Arguably (inarguably, from my front-row seat), it was the worst professional golf competition ever, all things considered, a bust from start to finish.
It came to mind because had it survived this would have been the week it would have been played.
It took place Jan. 2 and 3, 1993, nine holes each day at Dove Canyon Country Club in California’s Orange County, and it was doomed before it began.
It was to feature the foursome of John Daly, Peter Jacobsen, Craig Stadler and Fuzzy Zoeller. But a few days before it commenced Daly checked himself into an alcohol rehabilitation facility following his arrest on a domestic abuse charge involving his first wife.
Chi Chi Rodriguez was tabbed as an 11th-hour substitute for Daly.
Then there was the format, an incomprehensible system of points numbering in the thousands awarded for such things as longest drive, first on the green, closest to the pin. Here’s how the Los Angeles Times gamely attempted to explain how the back nine would work (and my own description for a competing newspaper no doubt featured a similar lack of clarity):
“On the back nine, players will challenge each other in any of the above categories. If a player wins a challenge, he adds those points to his score, but no one else loses any. If the challenged player wins, he gets the points and the challenger loses them.
“The player with the fewest points will tee off first Sunday and be the first to make a wager, not to exceed his point total and at least a minimum to be decided Saturday night.

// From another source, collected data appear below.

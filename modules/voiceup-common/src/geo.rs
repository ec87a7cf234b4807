//! Canonical coordinate resolution for the location shapes the backend can
//! return: explicit `latitude`/`longitude` columns, a GeoJSON-style
//! `location` object, a WKT `POINT` string, or nothing. Every view resolves
//! coordinates through `normalize_location` so the same row always maps to
//! the same point.

use serde::Deserialize;
use serde_json::Value;

use crate::types::GeoPoint;

/// The encodings a raw `location` field can arrive in.
#[derive(Debug, Clone, Deserialize)]
#[serde(untagged)]
enum LocationEncoding {
    /// GeoJSON-style object: `{ "type": "Point", "coordinates": [lng, lat] }`.
    /// Storage order is longitude first.
    Structural { coordinates: Vec<Value> },
    /// WKT text: `POINT(<lng> <lat>)`.
    Textual(String),
}

/// Resolve a row's location fields to canonical coordinates.
///
/// Explicit finite `latitude`/`longitude` win unchanged, regardless of any
/// conflicting `location` value. Otherwise the polymorphic `location` field
/// is tried, structural encoding before textual, with numeric strings
/// coerced. Anything malformed or non-finite resolves to `None`: both axes
/// or neither, never a mix. Total: never panics, never errors.
pub fn normalize_location(
    latitude: Option<&Value>,
    longitude: Option<&Value>,
    location: Option<&Value>,
) -> Option<GeoPoint> {
    if let (Some(lat), Some(lng)) = (
        latitude.and_then(finite_number),
        longitude.and_then(finite_number),
    ) {
        return Some(GeoPoint { lat, lng });
    }

    let encoding = LocationEncoding::deserialize(location?).ok()?;
    let (lng, lat) = match encoding {
        LocationEncoding::Structural { coordinates } => {
            let lng = coordinates.first().and_then(coerce_number)?;
            let lat = coordinates.get(1).and_then(coerce_number)?;
            (lng, lat)
        }
        LocationEncoding::Textual(text) => parse_wkt_point(&text)?,
    };

    Some(GeoPoint { lat, lng })
}

/// A JSON number that is finite. Strings do not qualify on the explicit
/// coordinate path.
fn finite_number(value: &Value) -> Option<f64> {
    value.as_f64().filter(|n| n.is_finite())
}

/// A JSON number or numeric string, finite. Used for extracted values only.
fn coerce_number(value: &Value) -> Option<f64> {
    match value {
        Value::Number(n) => n.as_f64().filter(|f| f.is_finite()),
        Value::String(s) => s.trim().parse::<f64>().ok().filter(|f| f.is_finite()),
        _ => None,
    }
}

/// Parse `POINT(<lng> <lat>)`. Returns `(lng, lat)` in storage order.
fn parse_wkt_point(text: &str) -> Option<(f64, f64)> {
    let inside = text
        .trim()
        .strip_prefix("POINT")?
        .trim_start()
        .strip_prefix('(')?
        .trim_end()
        .strip_suffix(')')?;

    let mut parts = inside.split_whitespace();
    let lng = parts.next()?.parse::<f64>().ok().filter(|n| n.is_finite())?;
    let lat = parts.next()?.parse::<f64>().ok().filter(|n| n.is_finite())?;
    Some((lng, lat))
}
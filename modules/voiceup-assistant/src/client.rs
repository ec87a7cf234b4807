//! Client for the AI assistant collaborator.

use async_trait::async_trait;
use serde::{Deserialize, Serialize};

use voiceup_common::{Config, VoiceUpError};

/// One free-text exchange with the assistant. Fallible independently of
/// the rest of the system.
#[async_trait]
pub trait Assistant: Send + Sync {
    async fn send(&self, message: &str) -> Result<String, VoiceUpError>;
}

#[derive(Serialize)]
struct AssistantRequest<'a> {
    message: &'a str,
}

#[derive(Deserialize)]
struct AssistantResponse {
    reply: Option<String>,
}

/// HTTP implementation against the assistant endpoint.
pub struct AssistantClient {
    http: reqwest::Client,
    endpoint: String,
}

impl AssistantClient {
    pub fn new(endpoint: &str) -> Self {
        Self {
            http: reqwest::Client::new(),
            endpoint: endpoint.to_string(),
        }
    }

    pub fn from_config(config: &Config) -> Self {
        Self::new(&config.assistant_url)
    }
}

#[async_trait]
impl Assistant for AssistantClient {
    async fn send(&self, message: &str) -> Result<String, VoiceUpError> {
        let response = self
            .http
            .post(&self.endpoint)
            .json(&AssistantRequest { message })
            .send()
            .await
            .map_err(|e| VoiceUpError::Assistant(e.to_string()))?;

        if !response.status().is_success() {
            let status = response.status();
            let text = response
                .text()
                .await
                .map_err(|e| VoiceUpError::Assistant(e.to_string()))?;
            return Err(VoiceUpError::Assistant(format!(
                "assistant request failed ({status}): {text}"
            )));
        }

        let body: AssistantResponse = response
            .json()
            .await
            .map_err(|e| VoiceUpError::Assistant(format!("malformed assistant response: {e}")))?;
        Ok(body.reply.unwrap_or_default())
    }
}
pub mod assembler;
pub mod cache;
pub mod dashboard;
pub mod impact;
pub mod insights;
pub mod invalidation;
pub mod votes;

pub use assembler::{assemble, trending, TRENDING_LIMIT};
pub use cache::{QueryCache, Slot};
pub use dashboard::DashboardFeed;
pub use impact::ImpactTracker;
pub use insights::{export_csv, summarize, top_correlation, CorrelationSummary, MinistryView};
pub use invalidation::{invalidation_set, CacheKey, InvalidationCoordinator};
pub use votes::merge_votes;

The player with the next fewest can either make a bet after all the players have teed off, or he can wait until the 11th tee, but no later. If he decides to make a challenge, then the next player in line has the challenge honors and can either wager or wait.”
When play on day one concluded, Jacobsen was leading, or so television viewers were led to believe. In fact, the scoring was so convoluted that those charged with keeping it had failed to do so accurately. Stadler was the actual leader with 7,650 points.
Zoeller eventually won the competition (at least that's what we were told) and $205,000 of the $500,000 purse.
There were plans, incidentally, for a second Pro Stakes Championship, in Hawaii. A week before it was to be played, it was canceled “for financial reasons,” the Associated Press reported.
The numbers, on or off the course, didn’t work.